# Work to be completed
From the entries below, tally how many lines contain "TestRequest" and report only that figure.

(Dataset entries)
---*---
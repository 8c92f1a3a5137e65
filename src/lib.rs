//! microapis - small HTTP micro-services behind one actix-web server
//!
//! # Services
//! - **Short URL**: validates a URL (parse + DNS), assigns the next integer
//!   id and redirects `/api/shorturl/{id}` back to it
//! - **File metadata**: reports name, type and size of an uploaded file
//! - **Exercise tracker**: users, exercises and filtered exercise logs
//!
//! # Architecture
//! - `services`: business logic (registry, resolver, exercise, file metadata)
//! - `storage`: exercise store trait and in-memory backend
//! - `api`: HTTP handlers and middleware
//! - `config`: static configuration (TOML + env)
//! - `runtime`: shared state, server mode, shutdown
//! - `system`: logging

#[macro_use]
mod metrics_macros;

pub mod api;
pub mod cli;
pub mod config;
pub mod errors;
#[cfg(feature = "metrics")]
pub mod metrics;
pub mod runtime;
pub mod services;
pub mod storage;
pub mod system;
pub mod utils;
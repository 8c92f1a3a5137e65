//! Request ID middleware
//!
//! 为每个请求分配 ID（优先沿用上游代理传入的 X-Request-ID），注入到
//! tracing span 中，并写回响应头，方便日志关联追踪。

use actix_service::{Service, Transform};
use actix_web::{
    Error, HttpMessage,
    dev::{ServiceRequest, ServiceResponse},
    http::header::{HeaderName, HeaderValue},
};
use futures_util::future::{LocalBoxFuture, Ready, ready};
use std::rc::Rc;
use tracing::{Instrument, info_span};
use uuid::Uuid;

use crate::api::constants::REQUEST_ID_HEADER;

/// 上游 ID 的最大长度，超出则重新生成
const MAX_INCOMING_ID_LEN: usize = 128;

/// 请求 ID 类型，可从 request extensions 中提取
#[derive(Clone, Debug)]
pub struct RequestId(pub String);

/// Request ID 中间件工厂
#[derive(Clone, Default)]
pub struct RequestIdMiddleware;

impl<S, B> Transform<S, ServiceRequest> for RequestIdMiddleware
where
    S: Service<ServiceRequest, Response = ServiceResponse<B>, Error = Error> + 'static,
    B: 'static,
{
    type Response = ServiceResponse<B>;
    type Error = Error;
    type InitError = ();
    type Transform = RequestIdService<S>;
    type Future = Ready<Result<Self::Transform, Self::InitError>>;

    fn new_transform(&self, service: S) -> Self::Future {
        ready(Ok(RequestIdService {
            service: Rc::new(service),
        }))
    }
}

pub struct RequestIdService<S> {
    service: Rc<S>,
}

/// 只接受长度合理、全部为可见 ASCII 的上游 ID
fn incoming_request_id(req: &ServiceRequest) -> Option<String> {
    let value = req.headers().get(REQUEST_ID_HEADER)?.to_str().ok()?;
    let valid = !value.is_empty()
        && value.len() <= MAX_INCOMING_ID_LEN
        && value.bytes().all(|b| b.is_ascii_graphic());
    valid.then(|| value.to_string())
}

impl<S, B> Service<ServiceRequest> for RequestIdService<S>
where
    S: Service<ServiceRequest, Response = ServiceResponse<B>, Error = Error> + 'static,
    B: 'static,
{
    type Response = ServiceResponse<B>;
    type Error = Error;
    type Future = LocalBoxFuture<'static, Result<Self::Response, Self::Error>>;

    fn poll_ready(
        &self,
        ctx: &mut std::task::Context<'_>,
    ) -> std::task::Poll<Result<(), Self::Error>> {
        self.service.poll_ready(ctx)
    }

    fn call(&self, req: ServiceRequest) -> Self::Future {
        let srv = self.service.clone();

        let request_id =
            incoming_request_id(&req).unwrap_or_else(|| Uuid::new_v4().to_string());

        req.extensions_mut().insert(RequestId(request_id.clone()));

        let span = info_span!(
            "request",
            request_id = %request_id,
            method = %req.method(),
            path = %req.path(),
        );

        Box::pin(
            async move {
                let mut response = srv.call(req).await?;

                if let Ok(header_value) = HeaderValue::from_str(&request_id) {
                    response
                        .headers_mut()
                        .insert(HeaderName::from_static(REQUEST_ID_HEADER), header_value);
                }

                Ok(response)
            }
            .instrument(span),
        )
    }
}

#[cfg(test)]
mod tests {
    use super::*;
    use actix_web::{App, HttpResponse, test, web};

    #[actix_rt::test]
    async fn test_generates_request_id() {
        let app = test::init_service(
            App::new()
                .wrap(RequestIdMiddleware)
                .route("/", web::get().to(|| async { HttpResponse::Ok().finish() })),
        )
        .await;

        let resp = test::call_service(&app, test::TestRequest::get().uri("/").to_request()).await;
        let id = resp
            .headers()
            .get(REQUEST_ID_HEADER)
            .expect("request id header")
            .to_str()
            .unwrap();
        assert!(Uuid::parse_str(id).is_ok());
    }

    #[actix_rt::test]
    async fn test_keeps_incoming_request_id() {
        let app = test::init_service(
            App::new()
                .wrap(RequestIdMiddleware)
                .route("/", web::get().to(|| async { HttpResponse::Ok().finish() })),
        )
        .await;

        let req = test::TestRequest::get()
            .uri("/")
            .insert_header((REQUEST_ID_HEADER, "upstream-42"))
            .to_request();
        let resp = test::call_service(&app, req).await;
        assert_eq!(
            resp.headers().get(REQUEST_ID_HEADER).unwrap(),
            "upstream-42"
        );
    }
}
---*---
# Answer box
2